Sure it’s in Dolby Digital 5.1, however the frenetic sensory overload that is the soundtrack doesn’t really take great advantage of having six black boxes to emanate from. It’s not rubbish by any means, just what we do get is a surprisingly front-biased mix, that deigns to invite the rears along on some occasions for a bit of added ambience, but generally snubs them like they’re nerds at a school dance. There are a few Scooby Snacks thrown the way of the rubroofroof when it comes to DOOFing up the soundtrack, plus a few meaty-bitey thuds, booms and bangs throughout get to rattle the old jewellery a touch. Mercifully all the humans within are synched well, although not surprisingly in one scene involving a bit of swapping about of bods it isn’t quite perfect.

The often mushy, diet-Elfman soundtrack comes from David Newman, and no more shall be said about it as I have been mean enough to him already… What he did cobble together shares time with a selection of chart fodder quite obviously assembled by a marketing department. Read this and try not to cower - Outkast, Baja Men, MXPX… Fiona Horne (!) and, in what somebody is probably still patting themselves on the back for, thinking it’s like a really cool and funny and ironic move (rather than appallingly predictable), Shaggy pops up mumbling something or other. That’s Shaggy the chart clogger-upperer, not Shaggy the character in the film – like, isn’t that all freaky and stuff? Suffice to say when Musical Youth’s Pass the Dutchie is the funkiest thing on the soundtrack then either we’re all in big aural trouble, or I’m simply too old for this shit…

  Extras
Contract

Well, they say a turkey needs all the trimmings, and so there’s a fair bit on offer here in the extras stakes, starting from simply mind-numbingly messy and difficult to take in cartoon-styled animated menus, with our old pal the rendered Rooby running ‘round wreaking ravoc reveryrere…

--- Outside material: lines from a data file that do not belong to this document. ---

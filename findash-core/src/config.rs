// findash-core/src/config.rs
//! Per-widget option bags, persisted independently from the layout.
//!
//! Bags are keyed by widget id and are never reconciled against the catalog:
//! entries for disabled or retired widgets are kept as-is.

use crate::{DashboardEvent, EventBus, KeyValueStorage};
use serde::{Deserialize, Serialize};
use std::collections::BTreeMap;
use std::fmt;
use std::sync::Arc;

/// A single option value. Only primitives cross the storage boundary.
///
/// A stored blob holding anything else (`null`, arrays, nested objects) fails
/// to parse as a whole, so every widget's bag is dropped on load, not just the
/// offending one.
#[derive(Debug, Clone, PartialEq, Serialize, Deserialize)]
#[serde(untagged)]
pub enum ConfigValue {
    Bool(bool),
    Number(f64),
    Text(String),
}

impl ConfigValue {
    pub fn as_bool(&self) -> Option<bool> {
        match self {
            ConfigValue::Bool(b) => Some(*b),
            _ => None,
        }
    }

    pub fn as_number(&self) -> Option<f64> {
        match self {
            ConfigValue::Number(n) => Some(*n),
            _ => None,
        }
    }

    pub fn as_str(&self) -> Option<&str> {
        match self {
            ConfigValue::Text(s) => Some(s),
            _ => None,
        }
    }

    /// Interpret command-line style input: `true`/`false`, then numbers, else text
    pub fn parse_loose(input: &str) -> Self {
        match input {
            "true" => ConfigValue::Bool(true),
            "false" => ConfigValue::Bool(false),
            _ => match input.parse::<f64>() {
                Ok(n) if n.is_finite() => ConfigValue::Number(n),
                _ => ConfigValue::Text(input.to_string()),
            },
        }
    }
}

impl fmt::Display for ConfigValue {
    fn fmt(&self, f: &mut fmt::Formatter<'_>) -> fmt::Result {
        match self {
            ConfigValue::Bool(b) => write!(f, "{b}"),
            ConfigValue::Number(n) => write!(f, "{n}"),
            ConfigValue::Text(s) => f.write_str(s),
        }
    }
}

impl From<bool> for ConfigValue {
    fn from(value: bool) -> Self {
        ConfigValue::Bool(value)
    }
}

impl From<f64> for ConfigValue {
    fn from(value: f64) -> Self {
        ConfigValue::Number(value)
    }
}

impl From<i64> for ConfigValue {
    fn from(value: i64) -> Self {
        ConfigValue::Number(value as f64)
    }
}

impl From<u32> for ConfigValue {
    fn from(value: u32) -> Self {
        ConfigValue::Number(f64::from(value))
    }
}

impl From<&str> for ConfigValue {
    fn from(value: &str) -> Self {
        ConfigValue::Text(value.to_string())
    }
}

impl From<String> for ConfigValue {
    fn from(value: String) -> Self {
        ConfigValue::Text(value)
    }
}

pub type ConfigBag = BTreeMap<String, ConfigValue>;

/// Build a bag from `key => value` pairs
#[macro_export]
macro_rules! config_bag {
    () => {
        $crate::ConfigBag::new()
    };
    ($($key:expr => $value:expr),+ $(,)?) => {{
        let mut bag = $crate::ConfigBag::new();
        $(bag.insert(::std::string::String::from($key), $crate::ConfigValue::from($value));)+
        bag
    }};
}

pub struct ConfigStore {
    storage: Arc<dyn KeyValueStorage>,
    key: String,
    entries: BTreeMap<String, ConfigBag>,
    bus: Option<EventBus>,
}

impl ConfigStore {
    pub const DEFAULT_KEY: &'static str = "widget-config";

    pub fn new(storage: Arc<dyn KeyValueStorage>) -> Self {
        Self {
            storage,
            key: Self::DEFAULT_KEY.to_string(),
            entries: BTreeMap::new(),
            bus: None,
        }
    }

    pub fn with_key(mut self, key: impl Into<String>) -> Self {
        self.key = key.into();
        self
    }

    pub fn with_event_bus(mut self, bus: EventBus) -> Self {
        self.bus = Some(bus);
        self
    }

    pub fn key(&self) -> &str {
        &self.key
    }

    /// Replace the in-memory mapping with what storage holds; anything unreadable means empty
    pub fn load(&mut self) {
        self.entries = self.read_saved().unwrap_or_default();
        tracing::debug!(key = %self.key, widgets = self.entries.len(), "widget config loaded");
        self.publish(DashboardEvent::ConfigLoaded);
    }

    /// Bag for `id`; empty when nothing was recorded
    pub fn get(&self, id: &str) -> ConfigBag {
        self.entries.get(id).cloned().unwrap_or_default()
    }

    pub fn value(&self, id: &str, key: &str) -> Option<&ConfigValue> {
        self.entries.get(id)?.get(key)
    }

    pub fn contains(&self, id: &str) -> bool {
        self.entries.contains_key(id)
    }

    pub fn entries(&self) -> &BTreeMap<String, ConfigBag> {
        &self.entries
    }

    /// Shallow-merge `partial` into the bag for `id`
    pub fn update<I, K>(&mut self, id: &str, partial: I)
    where
        I: IntoIterator<Item = (K, ConfigValue)>,
        K: Into<String>,
    {
        let bag = self.entries.entry(id.to_string()).or_default();
        bag.extend(partial.into_iter().map(|(k, v)| (k.into(), v)));

        self.persist();
        self.publish(DashboardEvent::ConfigUpdated {
            widget_id: id.to_string(),
        });
    }

    /// Drop the entry for `id` entirely
    pub fn reset_one(&mut self, id: &str) -> bool {
        if self.entries.remove(id).is_none() {
            return false;
        }
        self.persist();
        self.publish(DashboardEvent::ConfigReset {
            widget_id: Some(id.to_string()),
        });
        true
    }

    pub fn reset_all(&mut self) {
        self.entries.clear();
        self.persist();
        self.publish(DashboardEvent::ConfigReset { widget_id: None });
    }

    fn read_saved(&self) -> Option<BTreeMap<String, ConfigBag>> {
        let raw = match self.storage.get(&self.key) {
            Ok(raw) => raw?,
            Err(e) => {
                tracing::warn!(key = %self.key, error = %e, "config storage unavailable");
                return None;
            }
        };

        serde_json::from_str(&raw)
            .map_err(|e| tracing::warn!(key = %self.key, error = %e, "discarding malformed config"))
            .ok()
    }

    fn persist(&self) {
        match serde_json::to_string(&self.entries) {
            Ok(blob) => {
                if let Err(e) = self.storage.set(&self.key, &blob) {
                    tracing::warn!(key = %self.key, error = %e, "failed to persist config");
                }
            }
            Err(e) => tracing::warn!(key = %self.key, error = %e, "failed to serialize config"),
        }
    }

    fn publish(&self, event: DashboardEvent) {
        if let Some(bus) = &self.bus {
            bus.publish(event);
        }
    }
}

impl fmt::Debug for ConfigStore {
    fn fmt(&self, f: &mut fmt::Formatter<'_>) -> fmt::Result {
        f.debug_struct("ConfigStore")
            .field("key", &self.key)
            .field("entries", &self.entries)
            .finish_non_exhaustive()
    }
}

It all starts with two audio commentaries. The first is from the director Raja Gosnell and producers Richard Suckle and Chuck Roven. One of those annoying cut and paste jobbies, perhaps the latter two couldn’t stand the sight of Gosnell, as they are quite obviously separate recordings. As such it’s a very piecemeal jaunt through more of the production side of things, deftly avoiding – much like the actual film – most anything to do with story. The second offering is better in some ways, and worse in others. The original Scooby gang’s all here, well those who pretend to be them in the film – so that’s Matthew Lillard, Linda Cardellini, Buffy and the Human Twinkie (Jr.). If you weren’t convinced that Buffy has married an idiot before this, you certainly will be afterwards, as he whines and moans his way through this like one of those miserable old Aunts you just want to give a decent slap to. What a dud! Buffy actually bothers to chime up sometimes, which is nice – it’s a shame she’s too lazy to do it on her regular gig, goodness knows five seasons in she’s had enough opportunities – Cardellini’s OK and thankfully Lillard’s around to keep it all vaguely entertaining. It is riddled with massive gaps, between each person’s favouritest bit ever – until their next favouritest bit ever comes along a minute later…

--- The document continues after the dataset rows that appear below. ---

//! View projection: pure derived data for presentation
//!
//! Nothing here mutates state or touches storage; `project` recomputes the
//! visible list and summary counts from a snapshot on every call.

use serde::Serialize;

use crate::task::{Task, TaskList};

/// Summary counts over the unfiltered list
#[derive(Debug, Clone, Copy, Default, PartialEq, Eq, Serialize)]
pub struct Counts {
    pub total: usize,
    pub active: usize,
    pub completed: usize,
}

/// Derived view of a snapshot: what presentation renders
#[derive(Debug, Clone, Serialize)]
pub struct View {
    /// Tasks passing the active filter, insertion order preserved
    pub visible_tasks: Vec<Task>,

    /// Counts over the unfiltered list
    pub counts: Counts,
}

/// Project a snapshot into its visible tasks and summary counts
pub fn project(state: &TaskList) -> View {
    let total = state.tasks.len();
    let completed = state.tasks.iter().filter(|t| t.completed).count();
    let counts = Counts {
        total,
        active: total - completed,
        completed,
    };

    let visible_tasks = state
        .tasks
        .iter()
        .filter(|t| state.filter.accepts(t))
        .cloned()
        .collect();

    View { visible_tasks, counts }
}

/// Order tasks newest-first by creation time.
///
/// Stable: tasks sharing a `created_at` keep their relative (insertion)
/// order. Applied only when the host asks for it; `project` itself never
/// reorders.
pub fn sort_newest_first(tasks: &mut [Task]) {
    tasks.sort_by_key(|t| std::cmp::Reverse(t.created_at));
}

#[cfg(test)]
mod tests {
    use super::*;
    use crate::store::{Action, apply};
    use crate::task::FilterMode;

    fn sample_state() -> TaskList {
        let mut state = TaskList::default();
        for text in ["one", "two", "three"] {
            state = apply(&state, Action::Add { text: text.to_string() });
        }
        // complete the middle task
        let id = state.tasks[1].id.clone();
        apply(&state, Action::Toggle { id })
    }

    #[test]
    fn test_counts_add_up() {
        let view = project(&sample_state());
        assert_eq!(view.counts.total, 3);
        assert_eq!(view.counts.active, 2);
        assert_eq!(view.counts.completed, 1);
        assert_eq!(view.counts.active + view.counts.completed, view.counts.total);
    }

    #[test]
    fn test_filter_all_shows_everything() {
        let view = project(&sample_state());
        assert_eq!(view.visible_tasks.len(), view.counts.total);
    }

    #[test]
    fn test_filter_active_hides_completed() {
        let state = apply(&sample_state(), Action::SetFilter(FilterMode::Active));
        let view = project(&state);
        assert_eq!(view.visible_tasks.len(), view.counts.active);
        assert!(view.visible_tasks.iter().all(|t| !t.completed));
    }

    #[test]
    fn test_filter_completed_shows_only_completed() {
        let state = apply(&sample_state(), Action::SetFilter(FilterMode::Completed));
        let view = project(&state);
        assert_eq!(view.visible_tasks.len(), view.counts.completed);
        assert!(view.visible_tasks.iter().all(|t| t.completed));
    }

    #[test]
    fn test_counts_ignore_active_filter() {
        let state = apply(&sample_state(), Action::SetFilter(FilterMode::Completed));
        let view = project(&state);
        // counts always cover the unfiltered list
        assert_eq!(view.counts.total, 3);
    }

    #[test]
    fn test_projection_preserves_insertion_order() {
        let state = apply(&sample_state(), Action::SetFilter(FilterMode::Active));
        let view = project(&state);
        let texts: Vec<&str> = view.visible_tasks.iter().map(|t| t.text.as_str()).collect();
        assert_eq!(texts, vec!["one", "three"]);
    }

    #[test]
    fn test_empty_state_projects_empty() {
        let view = project(&TaskList::default());
        assert!(view.visible_tasks.is_empty());
        assert_eq!(view.counts, Counts::default());
    }

    #[test]
    fn test_sort_newest_first_is_stable() {
        let mut tasks = vec![
            Task { id: "task-1".into(), text: "a".into(), completed: false, created_at: 100, updated_at: None },
            Task { id: "task-2".into(), text: "b".into(), completed: false, created_at: 200, updated_at: None },
            Task { id: "task-3".into(), text: "c".into(), completed: false, created_at: 200, updated_at: None },
            Task { id: "task-4".into(), text: "d".into(), completed: false, created_at: 50, updated_at: None },
        ];

        sort_newest_first(&mut tasks);

        let ids: Vec<&str> = tasks.iter().map(|t| t.id.as_str()).collect();
        // ties (task-2, task-3) keep insertion order
        assert_eq!(ids, vec!["task-2", "task-3", "task-1", "task-4"]);
    }
}
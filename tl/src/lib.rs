//! Tasklist - deterministic task list core with defensive persistence
//!
//! The core of a single-user task list: a state-transition store over an
//! in-memory list of tasks, a pure view projection (filtering + counts),
//! and a storage adapter that persists the list as JSON and tolerates
//! missing, stale, or corrupt data.
//!
//! # Architecture
//!
//! ```text
//! host command
//!     └── Session::dispatch(Action)
//!             ├── store::apply          # the only mutation point
//!             ├── StorageAdapter::save  # best-effort, after the commit
//!             └── project::project      # pure derived view for rendering
//! ```
//!
//! # Example
//!
//! ```ignore
//! use tasklist::{Action, MemoryStore, Session, StorageAdapter};
//!
//! let mut session = Session::open(StorageAdapter::new(Box::new(MemoryStore::new())));
//! session.dispatch(Action::Add { text: "Buy milk".into() });
//! assert_eq!(session.view().counts.total, 1);
//! ```

pub mod cli;
pub mod config;
pub mod id;
pub mod project;
pub mod session;
pub mod storage;
pub mod store;
pub mod task;

pub use id::{IdResolver, generate_id};
pub use project::{Counts, View, project, sort_newest_first};
pub use session::Session;
pub use storage::{DecodeReject, FileStore, KeyValue, MemoryStore, StorageAdapter, decode_task};
pub use store::{Action, apply};
pub use task::{FilterMode, Task, TaskList};

/// Maximum stored task text length (UTF-16 code units)
pub const MAX_TEXT_LEN: usize = 500;

/// Storage slot key holding the persisted task list
pub const TASKS_KEY: &str = "tasks";

/// Current Unix timestamp in milliseconds
pub fn now_ms() -> i64 {
    chrono::Utc::now().timestamp_millis()
}
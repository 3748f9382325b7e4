//! Session: the dispatch entry point the presentation layer talks to
//!
//! Owns the current snapshot and the storage adapter. Every dispatched
//! action commits a new snapshot first; persistence is an unconditional
//! best-effort side effect after the commit and never gates it.

use tracing::debug;

use crate::project::{self, View};
use crate::storage::StorageAdapter;
use crate::store::{self, Action};
use crate::task::TaskList;

pub struct Session {
    state: TaskList,
    storage: StorageAdapter,
}

impl Session {
    /// Open a session, hydrating from persisted storage
    pub fn open(storage: StorageAdapter) -> Self {
        let tasks = storage.load();
        let state = store::apply(&TaskList::default(), Action::Load(tasks));
        debug!(count = state.tasks.len(), "session hydrated");
        Self { state, storage }
    }

    /// Apply an action, commit the new snapshot, then best-effort persist
    pub fn dispatch(&mut self, action: Action) -> &TaskList {
        self.state = store::apply(&self.state, action);
        self.storage.save(&self.state.tasks);
        &self.state
    }

    /// Current snapshot
    pub fn state(&self) -> &TaskList {
        &self.state
    }

    /// Projected view of the current snapshot
    pub fn view(&self) -> View {
        project::project(&self.state)
    }
}
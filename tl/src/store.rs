//! Task store: the single place state transitions happen
//!
//! `apply` maps an action onto the current snapshot and returns the next
//! one. It is total: rejected inputs (blank text, unknown ids) return the
//! prior state unchanged instead of erroring.

use tracing::debug;

use crate::MAX_TEXT_LEN;
use crate::task::{FilterMode, Task, TaskList};

/// A state transition request
#[derive(Debug, Clone)]
pub enum Action {
    /// Replace the entire task list (hydration; elements must already have
    /// passed the storage boundary's validation)
    Load(Vec<Task>),
    /// Create a task from raw user text
    Add { text: String },
    /// Flip completion on the task with this id
    Toggle { id: String },
    /// Remove the task with this id
    Delete { id: String },
    /// Switch the active view filter
    SetFilter(FilterMode),
}

/// Apply an action to a snapshot, producing the next snapshot
pub fn apply(state: &TaskList, action: Action) -> TaskList {
    match action {
        Action::Load(tasks) => {
            debug!(count = tasks.len(), "load: replacing task list");
            TaskList {
                tasks,
                filter: state.filter,
            }
        }

        Action::Add { text } => {
            let trimmed = text.trim();
            if trimmed.is_empty() {
                debug!("add: blank text, state unchanged");
                return state.clone();
            }

            let task = Task::new(truncate_units(trimmed, MAX_TEXT_LEN));
            debug!(id = %task.id, "add: appending task");
            let mut next = state.clone();
            next.tasks.push(task);
            next
        }

        Action::Toggle { id } => {
            if !state.contains(&id) {
                debug!(%id, "toggle: unknown id, state unchanged");
                return state.clone();
            }

            debug!(%id, "toggle: flipping completion");
            let mut next = state.clone();
            for task in &mut next.tasks {
                if task.id == id {
                    task.toggle();
                }
            }
            next
        }

        Action::Delete { id } => {
            if !state.contains(&id) {
                debug!(%id, "delete: unknown id, state unchanged");
                return state.clone();
            }

            debug!(%id, "delete: removing task");
            let mut next = state.clone();
            next.tasks.retain(|t| t.id != id);
            next
        }

        Action::SetFilter(filter) => {
            debug!(%filter, "set_filter: switching view filter");
            let mut next = state.clone();
            next.filter = filter;
            next
        }
    }
}

/// Cut `text` to at most `limit` UTF-16 code units, never splitting a scalar
fn truncate_units(text: &str, limit: usize) -> String {
    let mut units = 0usize;
    let mut out = String::new();
    for c in text.chars() {
        units += c.len_utf16();
        if units > limit {
            break;
        }
        out.push(c);
    }
    out
}
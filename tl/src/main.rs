use clap::Parser;
use colored::*;
use eyre::{Context, Result};
use log::info;

use tasklist::cli::{Cli, Command};
use tasklist::config::Config;
use tasklist::id::IdResolver;
use tasklist::project::sort_newest_first;
use tasklist::session::Session;
use tasklist::storage::{FileStore, StorageAdapter};
use tasklist::store::Action;

fn setup_logging() -> Result<()> {
    env_logger::Builder::from_default_env()
        .filter_level(log::LevelFilter::Info)
        .init();
    Ok(())
}

fn main() -> Result<()> {
    setup_logging().context("Failed to setup logging")?;

    let cli = Cli::parse();
    let mut config = Config::load(cli.config.as_ref()).context("Failed to load configuration")?;
    if let Some(data_dir) = cli.data_dir {
        config.data_dir = data_dir;
    }

    info!("tl starting");

    let storage = StorageAdapter::new(Box::new(FileStore::new(&config.data_dir)));
    let mut session = Session::open(storage);

    match cli.command {
        Command::Add { text } => {
            let text = text.join(" ");
            let before = session.state().tasks.len();
            session.dispatch(Action::Add { text });

            if session.state().tasks.len() > before {
                if let Some(task) = session.state().tasks.last() {
                    println!("{} Added {}: {}", "✓".green(), task.id.cyan(), task.text);
                }
            } else {
                println!("Nothing to add (blank text)");
            }
        }

        Command::Toggle { id } => {
            if let Some(full) = resolve_reference(&session, &id) {
                session.dispatch(Action::Toggle { id: full.clone() });
                if let Some(task) = session.state().get(&full) {
                    let status = if task.completed { "done" } else { "active" };
                    println!("{} Marked {} {}", "✓".green(), task.id.cyan(), status);
                }
            }
        }

        Command::Rm { id } => {
            if let Some(full) = resolve_reference(&session, &id) {
                session.dispatch(Action::Delete { id: full.clone() });
                println!("{} Deleted {}", "✓".green(), full.cyan());
            }
        }

        Command::List { filter, newest_first } => {
            session.dispatch(Action::SetFilter(filter));
            let view = session.view();

            let mut tasks = view.visible_tasks;
            if newest_first {
                sort_newest_first(&mut tasks);
            }

            if tasks.is_empty() {
                println!("No tasks");
            } else {
                for task in &tasks {
                    let mark = if task.completed { "[x]".green() } else { "[ ]".normal() };
                    let text = if task.completed {
                        task.text.dimmed()
                    } else {
                        task.text.normal()
                    };
                    println!("{} {} {}", mark, task.id.cyan(), text);
                }
            }

            let counts = view.counts;
            println!(
                "{} completed / {} total ({} active)",
                counts.completed, counts.total, counts.active
            );
        }

        Command::Clear => {
            let completed: Vec<String> = session
                .state()
                .tasks
                .iter()
                .filter(|t| t.completed)
                .map(|t| t.id.clone())
                .collect();

            for id in &completed {
                session.dispatch(Action::Delete { id: id.clone() });
            }
            println!("{} Cleared {} completed task(s)", "✓".green(), completed.len());
        }
    }

    Ok(())
}

/// Resolve a user-supplied id reference, printing a diagnostic when it
/// matches nothing or more than one task
fn resolve_reference(session: &Session, reference: &str) -> Option<String> {
    let resolver = IdResolver::new(session.state().tasks.iter().map(|t| t.id.as_str()));
    match resolver.resolve(reference) {
        Ok(Some(full)) => Some(full.to_string()),
        Ok(None) => {
            println!("No task matches '{}'", reference);
            None
        }
        Err(candidates) => {
            println!("Ambiguous id '{}', candidates:", reference);
            for candidate in candidates {
                println!("  {}", candidate.cyan());
            }
            None
        }
    }
}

How about some deleted scenes then? They’ll show us how if not for those meddling editors this would have been a masterful flick full of creative whimsy, solid scripting and with a timeline that’s not a cheap impersonation of a cheese grater, right? Ahem. There’s seven of these un-enhanced, 1.78:1 snips in all – a groovy alternate opening (starring the original animated characters), Flashbacks, Nightmare Boulevard, Velma’s Song (a highlight!), Locker Room, Daphne’s Spirit Thingy and Heart Attack. If you can deal with it, there’s an optional commentary with the director, where he basically repeats the mantra, “cut for pacing – didn’t test well – cut for ratings” ad infinitum. Somebody really should kill test audiences – or perhaps the morons who kowtow to their every stupid suggestion... "It needs raisins in it"... "Raja baby, we need raisins"...

Hey, there’s a 22-minute making-of, that’s got to be full of meaty goodness, right? Entitled Unmasking the Mystery, it’s typical promo slush featuring the usual interviews with all and sundry, a few glimpses at B-roll footage, much ado about acting to a nonexistent Scooby, a bit of computer boffinry and clips from the “finished” film. It’s made a little better by the presence of Mr Joseph Barbera and a brief look at the original cartoon, but only a little…

There’s a gaggle of three full frame featurettes to play with, can they entertain us? Well, suffice to say they total eight minutes in length… First up is the longest at 4:24, Scary Places, which is a brief look at the production design. The second, the incorrectly named The Mystery Van (slack!), is a whole 1:04 guided tour of The Mystery MACHINE by Shaggy (can you believe it took them 55 attempts to muck up the original design!). This selection is rounded out by the rather self-explanatory Daphne Fight Scene which clocks in at 2:30.

A grab bag of other bits and pieces completes the package – a 19-second ad for the soundtrack; a music video of Outkast’s The Land of a Million Drums, featuring a bit of Shaggy action; some DVD ROM stuff for those equipped, including some rudimentary games as well as the usual weblinks etc; and a very easily found Easter egg which you can find out more about, if you so desire, by taking a quick trip into our Easter eggs section…

  Overall  
Contract

If you’re thinking Scooby-Doo may be just the thing to scare your ol' patootie with, then perhaps it will – but most likely for all the wrong reasons. If you have ANY treasured memories of the original ‘70s cartoon show – which had Shakespearian intrigue going for it compared to this, as well as some semblance of sensible structure - then you’re implored to run away from this disc faster than Scooby from somebody with a sheet over their head. Seen as an original creation with no history to its subject matter then sure it’s mildly entertaining fluff that kids may enjoy – goodness knows it doesn’t stay around long enough to drag – but this is messing with things people treasure, and jinkies it’s messing badly.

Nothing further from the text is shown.